In a sense, I'm happy this has happened and gained this kind of media attention, being all over my Flipboard yesterday. I think Apple will now be hard pressed to add two-step authentication, much like the one in effect for Google accounts. As well as issuing new support guidelines. These kinds of accounts are so important, and focus so much on connecting personal data and private details, that anything less should not be acceptable.

Perhaps Apple can sneak such a feature into iOS 6?

I'm more thinking of all those fools that post their business all over the internet. Doesn't matter what the company is. I could call up my bank and get my details changed over the phone with the right info.

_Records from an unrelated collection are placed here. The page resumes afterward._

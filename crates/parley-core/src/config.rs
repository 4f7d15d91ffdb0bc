use std::path::Path;

use serde::{Deserialize, Serialize};
use tracing::{info, warn};

use crate::error::{ParleyError, Result};

/// Top-level configuration for the Parley agent.
///
/// Loaded from `~/.parley/config.toml` by default. Each section corresponds
/// to one subsystem. Provider credentials are deliberately not part of this
/// file; they come from the environment via [`Credentials`].
#[derive(Debug, Clone, Default, Serialize, Deserialize)]
#[serde(default)]
pub struct ParleyConfig {
    pub general: GeneralConfig,
    pub providers: ProvidersConfig,
    pub knowledge: KnowledgeConfig,
    pub retrieval: RetrievalConfig,
    pub session: SessionConfig,
}

impl ParleyConfig {
    /// Load configuration from a TOML file.
    ///
    /// Returns an error if the file cannot be read or parsed.
    pub fn load(path: &Path) -> Result<Self> {
        let content = std::fs::read_to_string(path)?;
        let config: ParleyConfig = toml::from_str(&content)?;
        info!("Configuration loaded from {}", path.display());
        Ok(config)
    }

    /// Load configuration from a TOML file, falling back to defaults if the
    /// file does not exist or cannot be parsed.
    pub fn load_or_default(path: &Path) -> Self {
        match Self::load(path) {
            Ok(config) => config,
            Err(e) => {
                warn!(
                    "Failed to load config from {}: {}. Using defaults.",
                    path.display(),
                    e
                );
                Self::default()
            }
        }
    }

    /// Save the current configuration to a TOML file.
    pub fn save(&self, path: &Path) -> Result<()> {
        if let Some(parent) = path.parent() {
            std::fs::create_dir_all(parent)?;
        }
        let content =
            toml::to_string_pretty(self).map_err(|e| ParleyError::Config(e.to_string()))?;
        std::fs::write(path, content)?;
        info!("Configuration saved to {}", path.display());
        Ok(())
    }
}

/// General application settings.
#[derive(Debug, Clone, Serialize, Deserialize)]
#[serde(default)]
pub struct GeneralConfig {
    /// Log level: trace, debug, info, warn, error.
    pub log_level: String,
    /// Language/locale code passed through to recognition and synthesis.
    pub language: String,
}

impl Default for GeneralConfig {
    fn default() -> Self {
        Self {
            log_level: "info".to_string(),
            language: "en".to_string(),
        }
    }
}

/// Provider model selection. Which model a provider runs is configuration,
/// not code.
#[derive(Debug, Clone, Serialize, Deserialize)]
#[serde(default)]
pub struct ProvidersConfig {
    /// Language model used for generation and summarization.
    pub llm_model: String,
    /// Speech recognition model.
    pub recognition_model: String,
    /// Synthesis voice identifier.
    pub synthesis_voice: String,
}

impl Default for ProvidersConfig {
    fn default() -> Self {
        Self {
            llm_model: "gpt-4o-mini".to_string(),
            recognition_model: "nova-3".to_string(),
            synthesis_voice: "sonic-default".to_string(),
        }
    }
}

/// Knowledge base builder configuration.
#[derive(Debug, Clone, Serialize, Deserialize)]
#[serde(default)]
pub struct KnowledgeConfig {
    /// Target chunk length in characters.
    pub chunk_size: usize,
    /// Overlap between consecutive chunks in characters.
    pub chunk_overlap: usize,
    /// Attempt ceiling for transient provider failures during ingestion.
    pub max_attempts: u32,
    /// Base delay for exponential backoff between attempts.
    pub retry_base_delay_ms: u64,
}

impl Default for KnowledgeConfig {
    fn default() -> Self {
        Self {
            chunk_size: 800,
            chunk_overlap: 120,
            max_attempts: 3,
            retry_base_delay_ms: 250,
        }
    }
}

/// Retrieval engine configuration.
#[derive(Debug, Clone, Serialize, Deserialize)]
#[serde(default)]
pub struct RetrievalConfig {
    /// How many chunks feed each generation.
    pub top_k: usize,
    /// Digest length budget in characters (oldest articles truncated first).
    pub digest_budget_chars: usize,
}

impl Default for RetrievalConfig {
    fn default() -> Self {
        Self {
            top_k: 3,
            digest_budget_chars: 4_000,
        }
    }
}

/// Unit used for the conversation history budget.
#[derive(Debug, Clone, Copy, PartialEq, Eq, Serialize, Deserialize)]
#[serde(rename_all = "snake_case")]
pub enum HistoryUnit {
    /// Budget counts whole turns.
    Turns,
    /// Budget counts estimated tokens across all turns.
    Tokens,
}

/// Per-session configuration.
#[derive(Debug, Clone, Serialize, Deserialize)]
#[serde(default)]
pub struct SessionConfig {
    /// History budget, in units of `history_unit`.
    pub history_budget: usize,
    /// Whether the history budget counts turns or estimated tokens.
    pub history_unit: HistoryUnit,
    /// Per-call timeout for recognition, generation, and synthesis.
    pub call_timeout_ms: u64,
    /// Greeting spoken when a session connects. Empty disables the greeting.
    pub greeting: String,
}

impl Default for SessionConfig {
    fn default() -> Self {
        Self {
            history_budget: 20,
            history_unit: HistoryUnit::Turns,
            call_timeout_ms: 10_000,
            greeting: "Hello! Ask me anything about the articles I have loaded.".to_string(),
        }
    }
}

// =============================================================================
// Credentials
// =============================================================================

/// Provider credentials, sourced from the environment only.
///
/// Missing required credentials are a startup-fatal configuration error;
/// they are never surfaced mid-session.
#[derive(Debug, Clone)]
pub struct Credentials {
    /// Language model provider API key.
    pub llm_api_key: String,
    /// Speech recognition provider API key.
    pub recognition_api_key: String,
    /// Speech synthesis provider API key.
    pub synthesis_api_key: String,
}

/// Environment variables [`Credentials::from_env`] requires.
pub const REQUIRED_CREDENTIAL_VARS: [&str; 3] = [
    "PARLEY_LLM_API_KEY",
    "PARLEY_RECOGNITION_API_KEY",
    "PARLEY_SYNTHESIS_API_KEY",
];

impl Credentials {
    /// Read credentials from the environment, erroring on any missing
    /// variable with a message that names all of them at once.
    pub fn from_env() -> Result<Self> {
        let missing: Vec<&str> = REQUIRED_CREDENTIAL_VARS
            .iter()
            .copied()
            .filter(|var| std::env::var(var).map(|v| v.is_empty()).unwrap_or(true))
            .collect();

        if !missing.is_empty() {
            return Err(ParleyError::Config(format!(
                "Missing required environment variables: {}",
                missing.join(", ")
            )));
        }

        Ok(Self {
            llm_api_key: std::env::var("PARLEY_LLM_API_KEY").unwrap_or_default(),
            recognition_api_key: std::env::var("PARLEY_RECOGNITION_API_KEY").unwrap_or_default(),
            synthesis_api_key: std::env::var("PARLEY_SYNTHESIS_API_KEY").unwrap_or_default(),
        })
    }

    /// Masked view of the credentials, safe to log.
    pub fn mask_sensitive(&self) -> Vec<(&'static str, String)> {
        vec![
            ("llm_api_key", mask_value(&self.llm_api_key)),
            (
                "recognition_api_key",
                mask_value(&self.recognition_api_key),
            ),
            ("synthesis_api_key", mask_value(&self.synthesis_api_key)),
        ]
    }
}

/// Mask a secret, showing only the first and last four characters.
fn mask_value(value: &str) -> String {
    if value.len() < 12 {
        return "***".to_string();
    }
    format!("{}...{}", &value[..4], &value[value.len() - 4..])
}

// =============================================================================
// Tests
// =============================================================================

This isn't just Apple. YOU FOOLS WHO POST ALL OVER FACEBOOK, YOU ARE NEXT! (I don't mean every facebook user of course).

 

[odditie]

I think people are losing sight of the bigger problem. Regardless of the shortcomings of Apple or the lack of backups we are talking about someone who has such disregard for someone else's property that they would do such a disrespectful thing. That is the story, the rest of it comes second.

 

[liavman]

Would not that be something if the story is being written by the hacker and not the real Mat Honan?

For those who are advocating the on-site, off-site, cloud backups, may be .0001% of the people will consider doing it, so it is not a solution.

Having said all that, it looks like remote wipe is not same as delete, so Mat will be OK.

 

[hipnetic]

What's this nonsense about?

I know how it was done now. Confirmed with both the hacker and Apple. It wasn’t password related. They got in via Apple tech support and some clever social engineering that let them bypass security questions.

Put up or shut up. If he knows how it was hacked, he needs to explain it in more detail. Simply saying "clever social engineering" leaves it unclear as to where the security issue was.